Salman, over the years, has come across as the unputdownable, undefeatable, quintessential hero who wins both battles and a woman’s heart with utmost ease. He is foiled in perfection and decked up with charisma; so much that his imperfections glisten in glory too. He doesn’t snivel in agony, he alters fate and turns it in his favour. He doesn’t give up, he would rather persuade until he has won it. This heroism, with all its valour, has become an integral part of Salman’s public image. Present him as an emotional, vulnerable, reliant individual and we won’t take it. Besides, the conflicts shown in ‘Tubelight’ are more emotional. It is a thorough narration of how war devastates us, but you don’t see Salman performing his high-octane kicks. Neither does he become the romantic lover boy and tries to woo the woman of his dream. ‘Tubelight’ is about the unspoken yet limitless love of brotherhood. Thus, no passionate or amorous act from Bhai.

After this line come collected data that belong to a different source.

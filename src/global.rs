//! Process-wide logger
//!
//! [`init`] builds a [`Logger`] and publishes it with one atomic pointer
//! swap. Calls already holding the previous logger finish against the
//! previous sink; replacement does not wait for them. Options accumulate
//! across `init` calls. The severity threshold lives in one cell that every
//! generation of the global logger shares, and each `init` puts it back to
//! `info`.
//!
//! Before the first `init`, the free functions print the bare message to
//! stdout.

use crate::config::{LogConfig, LogOption};
use crate::core::{
    router, split_args, Arg, AtomicLevel, CallContext, Event, LogLevel, MetricsSnapshot, Result,
};
use crate::logger::Logger;
use crate::query::{QueryLogLevel, QueryTracer};
use arc_swap::ArcSwapOption;
use parking_lot::{const_mutex, Mutex};
use std::sync::{Arc, OnceLock};

static GLOBAL: ArcSwapOption<Logger> = ArcSwapOption::const_empty();
static GLOBAL_CONFIG: Mutex<Option<LogConfig>> = const_mutex(None);
static GLOBAL_LEVEL: OnceLock<Arc<AtomicLevel>> = OnceLock::new();

fn global_level() -> &'static Arc<AtomicLevel> {
    GLOBAL_LEVEL.get_or_init(Arc::default)
}

/// Apply `options` to the process configuration and replace the global
/// logger with one built from it.
///
/// A successful call resets the threshold to `info`. On error the previous
/// logger, configuration and threshold stay in place.
pub fn try_init(options: impl IntoIterator<Item = LogOption>) -> Result<()> {
    let mut current = GLOBAL_CONFIG.lock();

    let mut config = current.clone().unwrap_or_default();
    config.apply(options);

    let logger = Logger::from_config(config.clone(), Arc::clone(global_level()))?;
    global_level().set(LogLevel::Info);
    GLOBAL.store(Some(Arc::new(logger)));
    *current = Some(config);

    Ok(())
}

/// Like [`try_init`].
///
/// The file sink buffers writes unless `set_no_buffer_write` is given, and
/// the global logger lives in a static that is never dropped. Call
/// [`shutdown`] or [`flush`] before the process exits, or the last buffered
/// records are lost.
///
/// # Panics
///
/// Panics when the sink cannot be built.
pub fn init(options: impl IntoIterator<Item = LogOption>) {
    if let Err(e) = try_init(options) {
        panic!("failed to initialize global logger: {}", e);
    }
}

/// The current global logger, if initialized
pub fn logger() -> Option<Arc<Logger>> {
    GLOBAL.load_full()
}

pub fn is_initialized() -> bool {
    GLOBAL.load().is_some()
}

/// Configuration the global logger was last built from
pub fn config() -> LogConfig {
    GLOBAL_CONFIG.lock().clone().unwrap_or_default()
}

pub fn level() -> LogLevel {
    global_level().get()
}

pub fn set_level(level: LogLevel) {
    global_level().set(level);
}

/// Counters of the current global sink, `None` before `init`
///
/// Each `init` builds a fresh sink, so the counters restart with it.
pub fn metrics() -> Option<MetricsSnapshot> {
    GLOBAL.load().as_ref().map(|logger| logger.metrics())
}

pub fn flush() -> Result<()> {
    match GLOBAL.load_full() {
        Some(logger) => logger.flush(),
        None => Ok(()),
    }
}

/// Unpublish the global logger and flush it.
///
/// The configuration is kept, so a later [`init`] still builds on it.
pub fn shutdown() -> Result<()> {
    match GLOBAL.swap(None) {
        Some(logger) => logger.flush(),
        None => Ok(()),
    }
}

/// Query adapter over the current global sink, or stdout before `init`
pub fn query_tracer(level: QueryLogLevel) -> QueryTracer {
    match GLOBAL.load_full() {
        Some(logger) => logger.query_tracer(level),
        None => QueryTracer::without_sink(level),
    }
}

#[track_caller]
pub fn info(template: &str, args: &[Arg]) {
    log(LogLevel::Info, CallContext::Absent, LogLevel::Info.as_str(), template, args);
}

#[track_caller]
pub fn warn(template: &str, args: &[Arg]) {
    log(LogLevel::Warn, CallContext::Absent, LogLevel::Warn.as_str(), template, args);
}

#[track_caller]
pub fn error(template: &str, args: &[Arg]) {
    log(LogLevel::Error, CallContext::Absent, LogLevel::Error.as_str(), template, args);
}

#[track_caller]
pub fn info_f<'c>(ctx: impl Into<CallContext<'c>>, title: &str, template: &str, args: &[Arg]) {
    log(LogLevel::Info, ctx.into(), title, template, args);
}

#[track_caller]
pub fn warn_f<'c>(ctx: impl Into<CallContext<'c>>, title: &str, template: &str, args: &[Arg]) {
    log(LogLevel::Warn, ctx.into(), title, template, args);
}

#[track_caller]
pub fn error_f<'c>(ctx: impl Into<CallContext<'c>>, title: &str, template: &str, args: &[Arg]) {
    log(LogLevel::Error, ctx.into(), title, template, args);
}

#[track_caller]
fn log(level: LogLevel, ctx: CallContext<'_>, title: &str, template: &str, args: &[Arg]) {
    let current = GLOBAL.load();
    match &*current {
        Some(logger) => logger.log(level, ctx, title, template, args),
        None => {
            let (message, _) = split_args(template, args);
            router::dispatch(None, level, Event::new(message, Vec::new()));
        }
    }
}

The unnecessary comparisons between ‘Tubelight’ and blockbusters like ‘Bajrangi Bhaijaan’, ‘Sultan’ only made it difficult; given that the content, this time, is drastically different from any of Salman’s earlier films.
This is the point where we indulge in some self-questioning. How liberal are we, in giving our actors chances to experiment? How receptive are you to let them change their skins and explore different shades? What would we choose among an non-evolving comfort zone or the ever-changing faces of cinema?
Raising a hand, anyone?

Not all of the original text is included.